Sepakat Jadi Selingkuhan

"Ponsel kamu." Serahnya pada Alisa setelah ia membawa wanita itu ke penthouse miliknya yang berada di areal apartemen elit Ibu Kota.

Tidak perlu waktu lama bagi Evan mengambil keputusan membantu Alisa keluar dari masalah. Tak perlu penjelasan juga dari Alisa kenapa sampai wanita itu bisa memutuskan untuk pergi dari rumah ayahnya.

Kening Alisa mengernyit, kapan Evan mengambil miliknya dari dalam tas.

"Ponselku tertukar dengan ponsel milik kamu. Coba di cek," tutur Evan menjawab keheranan Alisa.

Wanita itu merogoh ponselnya dari dalam tas, perasaannya tidak ada beda antara ponsel miliknya dengan ponsel yang tadi Evan berikan. Hingga beberapa detik kemudian Alisa baru sadar, setelah ada panggilan masuk dari nomor ayahnya.

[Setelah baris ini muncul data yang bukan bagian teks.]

//! Movement domain: components and physics layers for locomotion.

use avian2d::prelude::*;
use bevy::prelude::*;

/// Physics layers for collision filtering
#[derive(PhysicsLayer, Clone, Copy, Debug, Default, PartialEq, Eq)]
pub enum GameLayer {
    #[default]
    Default,
    /// Ground surfaces (floors, platforms)
    Ground,
    /// Wall surfaces; block movement without counting as support
    Wall,
    /// Player character
    Player,
    /// Enemy characters
    Enemy,
    /// Projectiles fired by the player
    PlayerProjectile,
    /// Projectiles fired by enemies
    EnemyProjectile,
}

#[derive(Component, Debug)]
pub struct Player;

/// Velocity dead zone inside which facing does not flip.
pub const FACING_DEAD_ZONE: f32 = 0.01;

#[derive(Debug, Clone, Copy, PartialEq, Eq, Default)]
pub enum Facing {
    #[default]
    Right,
    Left,
}

impl Facing {
    pub fn sign(self) -> f32 {
        match self {
            Facing::Right => 1.0,
            Facing::Left => -1.0,
        }
    }

    /// Update from horizontal velocity; sticky inside the dead zone.
    pub fn update(&mut self, vx: f32) {
        if vx > FACING_DEAD_ZONE {
            *self = Facing::Right;
        } else if vx < -FACING_DEAD_ZONE {
            *self = Facing::Left;
        }
    }
}

/// Per-entity locomotion constants, fixed at spawn.
#[derive(Component, Debug, Clone)]
pub struct Mobility {
    pub run_speed: f32,
    pub jump_height: f32,
    /// Airborne jumps permitted before a fresh ground contact is required.
    pub max_extra_jumps: u8,
}

impl Mobility {
    pub fn jump_velocity(&self) -> f32 {
        self.run_speed * self.jump_height
    }
}

/// Outcome of one jump request.
#[derive(Debug, Clone, Copy, PartialEq, Eq)]
pub enum JumpVerdict {
    /// Grounded jump; buffer refilled, latch cleared.
    GroundLaunch,
    /// Airborne jump consuming one buffered jump.
    AirLaunch,
    /// Buffer exhausted; the request is latched and retried until landing.
    Deferred,
}

#[derive(Component, Debug, Default)]
pub struct MovementState {
    pub on_ground: bool,
    pub facing: Facing,
    /// Airborne jumps still available. Refilled only by a grounded jump.
    pub jump_buffer: u8,
    /// Latched jump request from an exhausted-buffer tick.
    pub jump_again: bool,
}

impl MovementState {
    pub fn new(max_extra_jumps: u8) -> Self {
        Self {
            jump_buffer: max_extra_jumps,
            ..default()
        }
    }

    /// Evaluate one jump request against the current ground/buffer state.
    ///
    /// The grounded branch wins over the buffer even when both would allow a
    /// jump, so a grounded jump always refills the buffer.
    pub fn request_jump(&mut self, max_extra_jumps: u8) -> JumpVerdict {
        if self.on_ground {
            self.jump_buffer = max_extra_jumps;
            self.jump_again = false;
            JumpVerdict::GroundLaunch
        } else if self.jump_buffer > 0 {
            self.jump_buffer -= 1;
            JumpVerdict::AirLaunch
        } else {
            self.jump_again = true;
            JumpVerdict::Deferred
        }
    }
}
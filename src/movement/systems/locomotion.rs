//! Movement domain: horizontal locomotion and facing.

use avian2d::prelude::*;
use bevy::prelude::*;

use crate::core::Dormant;
use crate::input::ControlVector;
use crate::movement::{Facing, Mobility, MovementState};

pub(crate) fn apply_locomotion(
    mut query: Query<
        (
            &ControlVector,
            &Mobility,
            &mut MovementState,
            &mut LinearVelocity,
        ),
        Without<Dormant>,
    >,
) {
    for (control, mobility, mut state, mut velocity) in &mut query {
        let axis = control.horizontal_axis();

        if axis != 0.0 {
            velocity.x = axis * mobility.run_speed;
        } else {
            velocity.x = 0.0;
        }

        state.facing.update(velocity.x);
    }
}

pub(crate) fn mirror_sprites(
    mut query: Query<(&MovementState, &mut Sprite), Without<Dormant>>,
) {
    for (state, mut sprite) in &mut query {
        sprite.flip_x = state.facing == Facing::Left;
    }
}
//! Combat domain: ranged attacks, projectile pools, and health.

mod components;
mod events;
mod spawn;
mod systems;


pub use components::{
    AttackCooldown, FirePoint, FlightTick, Health, HealthTick, MAX_FLIGHT_SECONDS, Projectile,
    ProjectilePool, Team,
};
pub use events::DeathEvent;
pub use spawn::spawn_projectile_pool;
pub(crate) use systems::health::resolve_health;

use bevy::prelude::*;

use crate::combat::systems::attack::fire_attacks;
use crate::combat::systems::projectile::{advance_projectiles, route_projectile_contacts};
use crate::core::SimulationSet;

pub struct CombatPlugin;

impl Plugin for CombatPlugin {
    fn build(&self, app: &mut App) {
        app.add_message::<DeathEvent>()
            .add_systems(FixedUpdate, fire_attacks.in_set(SimulationSet::Attack))
            .add_systems(
                FixedUpdate,
                route_projectile_contacts.in_set(SimulationSet::Contact),
            )
            .add_systems(
                FixedUpdate,
                (advance_projectiles, resolve_health)
                    .chain()
                    .in_set(SimulationSet::Resolve),
            );
    }
}
//! Input domain: control vector and provider components.

use bevy::prelude::*;

/// Horizontal channel value that means "no movement".
pub const NEUTRAL_HORIZONTAL: f32 = 0.5;

/// The normalized per-tick input contract shared by every provider.
///
/// All three channels live in `[0, 1]`: horizontal encodes full-left at 0,
/// idle at 0.5 and full-right at 1; jump and attack are discrete signals
/// read through rounding. Out-of-range values are clamped at construction,
/// so every consumer sees a total input.
#[derive(Component, Debug, Clone, Copy, PartialEq)]
pub struct ControlVector {
    horizontal: f32,
    jump: f32,
    attack: f32,
}

impl Default for ControlVector {
    fn default() -> Self {
        Self::neutral()
    }
}

impl ControlVector {
    pub fn new(horizontal: f32, jump: f32, attack: f32) -> Self {
        Self {
            horizontal: horizontal.clamp(0.0, 1.0),
            jump: jump.clamp(0.0, 1.0),
            attack: attack.clamp(0.0, 1.0),
        }
    }

    /// Idle: centered horizontal, no jump, no attack.
    pub fn neutral() -> Self {
        Self::new(NEUTRAL_HORIZONTAL, 0.0, 0.0)
    }

    /// Build a vector from a raw device axis in `[-1, 1]`.
    pub fn from_device(axis: f32, jump: bool, attack: bool) -> Self {
        Self::new(
            (axis.clamp(-1.0, 1.0) + 1.0) / 2.0,
            if jump { 1.0 } else { 0.0 },
            if attack { 1.0 } else { 0.0 },
        )
    }

    /// Build a vector from one continuous policy action in `[-1, 1]`.
    ///
    /// The single action drives horizontal and jump identically; the policy
    /// never attacks.
    pub fn from_policy_action(action: f32) -> Self {
        let channel = (action.clamp(-1.0, 1.0) + 1.0) / 2.0;
        Self::new(channel, channel, 0.0)
    }

    /// Signed horizontal axis in `[-1, 1]`, recovered via `(h - 0.5) * 2`.
    pub fn horizontal_axis(&self) -> f32 {
        (self.horizontal - NEUTRAL_HORIZONTAL) * 2.0
    }

    pub fn jump_requested(&self) -> bool {
        self.jump.round() == 1.0
    }

    pub fn attack_requested(&self) -> bool {
        self.attack.round() == 1.0
    }

    pub fn horizontal(&self) -> f32 {
        self.horizontal
    }

    pub fn jump(&self) -> f32 {
        self.jump
    }

    pub fn attack(&self) -> f32 {
        self.attack
    }

    /// The same vector with the horizontal channel flipped around 0.5.
    pub fn with_flipped_horizontal(&self) -> Self {
        Self {
            horizontal: 1.0 - self.horizontal,
            ..*self
        }
    }
}

/// Marks the entity whose control vector is written from the keyboard/mouse.
#[derive(Component, Debug)]
pub struct HumanControlled;

/// Timer-driven provider that walks back and forth, flipping its horizontal
/// channel around the midpoint on a fixed interval. Jump and attack channels
/// are fixed at spawn.
#[derive(Component, Debug, Clone)]
pub struct PatrolDriver {
    vector: ControlVector,
    flip_interval: f32,
    timer: f32,
}

impl PatrolDriver {
    pub fn new(initial: ControlVector, flip_interval: f32) -> Self {
        Self {
            vector: initial,
            flip_interval,
            timer: 0.0,
        }
    }

    /// Advance the patrol timer, flipping direction when the interval elapses.
    pub fn advance(&mut self, dt: f32) {
        self.timer += dt;
        if self.timer >= self.flip_interval {
            self.vector = self.vector.with_flipped_horizontal();
            self.timer = 0.0;
        }
    }

    pub fn control(&self) -> ControlVector {
        self.vector
    }
}
//! Agent domain: episode lifecycle and policy-action application.

use avian2d::prelude::*;
use bevy::ecs::message::MessageReader;
use bevy::prelude::*;
use rand::Rng;

use crate::agent::{EpisodeOutcome, PolicyDriver, TrainingBridge};
use crate::combat::{DeathEvent, Health};
use crate::core::{Dormant, SimulationRng};
use crate::input::ControlVector;
use crate::movement::Player;
use crate::tuning::GameTuning;

/// A policy agent with no opponent cannot produce its fixed-shape
/// observation; refuse to run rather than degrade.
pub(crate) fn validate_agent_setup(
    agents: Query<(), With<PolicyDriver>>,
    opponents: Query<(), (With<Player>, Without<PolicyDriver>)>,
) {
    if !agents.is_empty() && opponents.is_empty() {
        error!("Learned-policy agent requires an opponent; none was spawned");
        std::process::exit(1);
    }
}

/// Start a fresh episode when the trainer asked for one: reactivate the
/// agent at a uniform-random point inside the arena with restored hit
/// points and neutral control.
pub(crate) fn begin_episode(
    mut commands: Commands,
    mut bridge: ResMut<TrainingBridge>,
    mut rng: ResMut<SimulationRng>,
    tuning: Res<GameTuning>,
    mut query: Query<
        (
            Entity,
            &mut Transform,
            &mut Health,
            &mut LinearVelocity,
            &mut PolicyDriver,
            &mut ControlVector,
            &mut Visibility,
        ),
    >,
) {
    if !bridge.take_reset_request() {
        return;
    }

    let (half_x, half_y) = tuning.arena.half_extents;

    for (entity, mut transform, mut health, mut velocity, mut driver, mut control, mut visibility) in
        &mut query
    {
        let x = rng.0.random_range(-half_x..half_x);
        let y = rng.0.random_range(-half_y..half_y);
        transform.translation.x = x;
        transform.translation.y = y;

        health.restore();
        velocity.x = 0.0;
        velocity.y = 0.0;
        *driver = PolicyDriver::default();
        *control = ControlVector::neutral();
        *visibility = Visibility::Visible;
        commands
            .entity(entity)
            .remove::<(Dormant, ColliderDisabled, RigidBodyDisabled)>();

        debug!("Episode begins: agent {:?} respawned at ({:.1}, {:.1})", entity, x, y);
    }

    bridge.clear_episode();
}

/// Consume at most one queued action per tick; the held vector keeps
/// applying between decision steps.
pub(crate) fn apply_policy_action(
    mut bridge: ResMut<TrainingBridge>,
    mut query: Query<(&mut PolicyDriver, &mut ControlVector), Without<Dormant>>,
) {
    let action = bridge.take_action();

    for (mut driver, mut control) in &mut query {
        if let Some(action) = action {
            driver.apply_action(action);
        }
        *control = driver.control();
    }
}

/// Record {own position, opponent position} for the trainer.
pub(crate) fn collect_observation(
    mut bridge: ResMut<TrainingBridge>,
    agents: Query<&Transform, With<PolicyDriver>>,
    opponents: Query<&Transform, (With<Player>, Without<PolicyDriver>)>,
) {
    let Ok(agent) = agents.single() else {
        return;
    };
    let Ok(opponent) = opponents.single() else {
        error!("Learned-policy agent has no opponent to observe");
        return;
    };

    bridge.record_observation([
        agent.translation.x,
        agent.translation.y,
        opponent.translation.x,
        opponent.translation.y,
    ]);
}

/// Touching the opponent is the goal: terminal reward +1.
pub(crate) fn detect_opponent_contact(
    mut bridge: ResMut<TrainingBridge>,
    mut collision_events: MessageReader<CollisionStart>,
    agents: Query<(), (With<PolicyDriver>, Without<Dormant>)>,
    opponents: Query<(), (With<Player>, Without<PolicyDriver>)>,
) {
    for event in collision_events.read() {
        let pairs = [
            (event.collider1, event.collider2),
            (event.collider2, event.collider1),
        ];

        for (agent, opponent) in pairs {
            if agents.contains(agent) && opponents.contains(opponent) {
                bridge.record_outcome(EpisodeOutcome::reached_opponent());
                info!("Episode ends: agent reached its opponent");
            }
        }
    }
}

/// Dying ends the episode with the default (zero) reward.
pub(crate) fn close_episode_on_death(
    mut bridge: ResMut<TrainingBridge>,
    mut deaths: MessageReader<DeathEvent>,
    agents: Query<(), With<PolicyDriver>>,
) {
    for death in deaths.read() {
        if agents.contains(death.entity) {
            bridge.record_outcome(EpisodeOutcome::died());
            info!("Episode ends: agent died");
        }
    }
}
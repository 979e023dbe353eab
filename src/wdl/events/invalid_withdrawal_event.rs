use crate::ids::AccountId;
use crate::Money;

use chrono::{DateTime, Utc};

use serde::Serialize;

/// A withdrawal attempt rejected before the balance was consulted, e.g. a
/// non-positive amount; balance is unchanged
#[derive(Serialize, Debug, Clone, PartialEq)]
#[serde(rename_all = "camelCase")]
pub struct InvalidWithdrawalEvent {
    pub account_id: AccountId,
    pub timestamp: DateTime<Utc>,
    pub attempted_amount: Money,
    pub reason: String,
}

Sesaat Alisa bergeming, sampai memutuskan mendiamkannya saja. Alisa tahu kepergiannya dengan Evan membuat ayahnya ikut berpikiran macam-macam, namun di sisi lain ia juga tidak ingin membuat ayahnya terbebani dengan masalahnya sekarang.

"Kalau kamu tidak nyaman tinggal di sini sendiri, biar aku cari asisten rumah tangga untuk nemenin kamu. Gimana?" Merasakan ketidaktenangan hinggap pada diri Alisa, otomatis membuat Evan juga tidak tenang.

"Jangan, Pak. Saya tidak apa-apa sendirian juga. Saya hanya tidak enak malah merepotkan, Bapak. Sementara kita tidak begitu dekat," ujar Alisa jujur.

"Jangan pikirkan kita dekat atau tidak. Terpenting sekarang kamu bisa nyaman tinggal dan tidak terganggu dengan ucapan negatif yang hinggap. Secara tidak sadar udah jadi toxic buat hidup kamu."

Perkataan Evan barusan serta merta membuat mata Alisa memanas, setidaknya Evan berbeda sekali dengan Yogas. Hanya berupa ucapan bisa menciptakan rona berbeda di hatinya. Tidak seperti Yogas, pasif dan ujungnya mendua.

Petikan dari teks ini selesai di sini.